Before we dive into the data, let’s make sure you’re comfortable with R Markdown and how to work through this document.

What is R Markdown?

R Markdown (.Rmd files) combines three things:

Regular text (like what you’re reading now) — for explanations and writing
Code chunks (the gray boxes with R code) — for running analyses
Output — the results that appear after you run code

How to Run Code

There are several ways to run code in R Markdown:

Run a single chunk: Click the green “play” button (▶) in the top-right corner of any code chunk
Run all chunks above: Click the downward-pointing arrow next to the play button
Run selected lines: Highlight code and press Ctrl+Enter (Windows) or Cmd+Enter (Mac)
Knit the whole document: Click the “Knit” button at the top to run everything and produce the final HTML output

Tip: When working through a practice document, run chunks one at a time so you can check the output and make sure you understand it before moving on.

What is “Knitting”?

“Knitting” means converting your .Rmd file into a final document (HTML, PDF, or Word).

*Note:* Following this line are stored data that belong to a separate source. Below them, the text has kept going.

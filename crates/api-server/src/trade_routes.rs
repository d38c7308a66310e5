//! Trade CRUD Routes
//!
//! Field-level validation of raw user input happens here, before
//! anything reaches storage; the tax engines downstream can then trust
//! well-formed trades.

use axum::extract::{Path, Query, State};
use axum::routing::{get, put};
use axum::{Json, Router};
use chrono::{NaiveDate, NaiveTime, Utc};
use serde::Deserialize;
use tax_core::TradeAction;
use trade_store::{OversellError, TradeInput, TradeRow};

use crate::{ApiResponse, AppError, AppState};

#[derive(Deserialize)]
pub struct OwnerQuery {
    pub owner_id: i64,
}

/// Raw user-submitted trade fields.
#[derive(Debug, Clone, Deserialize)]
pub struct TradeForm {
    pub owner_id: i64,
    pub ticker: String,
    pub action: String,
    pub quantity: i64,
    pub price: f64,
    pub trade_date: String,
    pub trade_time: Option<String>,
    pub notes: Option<String>,
}

pub fn trade_routes() -> Router<AppState> {
    Router::new()
        .route("/api/trades", get(list_trades).post(create_trade))
        .route("/api/trades/:id", put(update_trade).delete(delete_trade))
}

/// List an owner's trades, newest first.
async fn list_trades(
    State(state): State<AppState>,
    Query(query): Query<OwnerQuery>,
) -> Result<Json<ApiResponse<Vec<TradeRow>>>, AppError> {
    let trades = state.store.list_trades(query.owner_id).await?;
    Ok(Json(ApiResponse::success(trades)))
}

/// Validate and insert a new trade.
async fn create_trade(
    State(state): State<AppState>,
    Json(form): Json<TradeForm>,
) -> Result<Json<ApiResponse<i64>>, AppError> {
    let input = validate_form(&form)?;

    if !state.symbols.symbol_exists(&input.ticker).await? {
        return Err(AppError::bad_request(format!("Invalid stock symbol: {}", input.ticker)));
    }

    let id = state.store.add_trade(input).await.map_err(map_store_error)?;
    Ok(Json(ApiResponse::success(id)))
}

/// Replace an existing trade's fields.
///
/// The symbol lookup is skipped here — the ticker passed validation
/// when the trade was created, and edits are typically corrections to
/// quantity or price.
async fn update_trade(
    State(state): State<AppState>,
    Path(id): Path<i64>,
    Json(form): Json<TradeForm>,
) -> Result<Json<ApiResponse<()>>, AppError> {
    let input = validate_form(&form)?;

    if state.store.get_trade(id).await?.is_none() {
        return Err(AppError::not_found(format!("Trade {} not found", id)));
    }

    state.store.update_trade(id, input).await?;
    Ok(Json(ApiResponse::success(())))
}

async fn delete_trade(
    State(state): State<AppState>,
    Path(id): Path<i64>,
) -> Result<Json<ApiResponse<()>>, AppError> {
    if state.store.get_trade(id).await?.is_none() {
        return Err(AppError::not_found(format!("Trade {} not found", id)));
    }

    state.store.delete_trade(id).await?;
    Ok(Json(ApiResponse::success(())))
}

/// Check every raw field and produce a typed input for storage.
fn validate_form(form: &TradeForm) -> Result<TradeInput, AppError> {
    let trade_date = NaiveDate::parse_from_str(&form.trade_date, "%Y-%m-%d")
        .map_err(|_| AppError::bad_request("Invalid date format. Use YYYY-MM-DD."))?;
    if trade_date > Utc::now().date_naive() {
        return Err(AppError::bad_request("Trade date cannot be in the future."));
    }

    let trade_time = match form.trade_time.as_deref() {
        Some(raw) => Some(
            NaiveTime::parse_from_str(raw, "%H:%M:%S")
                .map_err(|_| AppError::bad_request("Invalid time format. Use HH:MM:SS."))?,
        ),
        None => None,
    };

    let ticker = form.ticker.trim().to_uppercase();
    if ticker.is_empty() {
        return Err(AppError::bad_request("Ticker is required."));
    }

    let action = TradeAction::parse(&form.action.to_uppercase())
        .ok_or_else(|| AppError::bad_request("Action must be either BUY or SELL."))?;

    if form.quantity <= 0 || u32::try_from(form.quantity).is_err() {
        return Err(AppError::bad_request("Quantity must be a positive integer."));
    }

    if !form.price.is_finite() || form.price <= 0.0 {
        return Err(AppError::bad_request("Price must be a positive number."));
    }

    Ok(TradeInput {
        owner_id: form.owner_id,
        ticker,
        action,
        quantity: form.quantity as u32,
        price: form.price,
        trade_date,
        trade_time,
        notes: form.notes.clone(),
    })
}

/// An oversell is the user's mistake, not a server fault.
fn map_store_error(err: anyhow::Error) -> AppError {
    if err.downcast_ref::<OversellError>().is_some() {
        AppError::bad_request(err.to_string())
    } else {
        AppError::from(err)
    }
}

When you knit:

R runs ALL the code chunks from top to bottom
It combines the text, code, and output into one polished document
The output file appears in the same folder as your .Rmd file

Common knitting errors and fixes:

“Object not found” → You probably didn’t run an earlier chunk that creates that object
“Could not find function” → You need to load a package first (usually library(tidyverse))
“File not found” → Check that your data file is in the right folder

Reading Output

When you run a code chunk, the output appears directly below it. Learning to read this output is a key skill we’re building. You’ll see things like:

Tables — rows and columns of data
Messages — information from R (often about packages loading)
Warnings — something might not be quite right (but the code still ran)
Errors — the code didn’t work; you need to fix something

Overview

This practice document walks you through exploring the 2021 Canadian Housing Survey (CHS) data. Your goal is not just to run code, but to interpret what you see and reflect on what the numbers mean.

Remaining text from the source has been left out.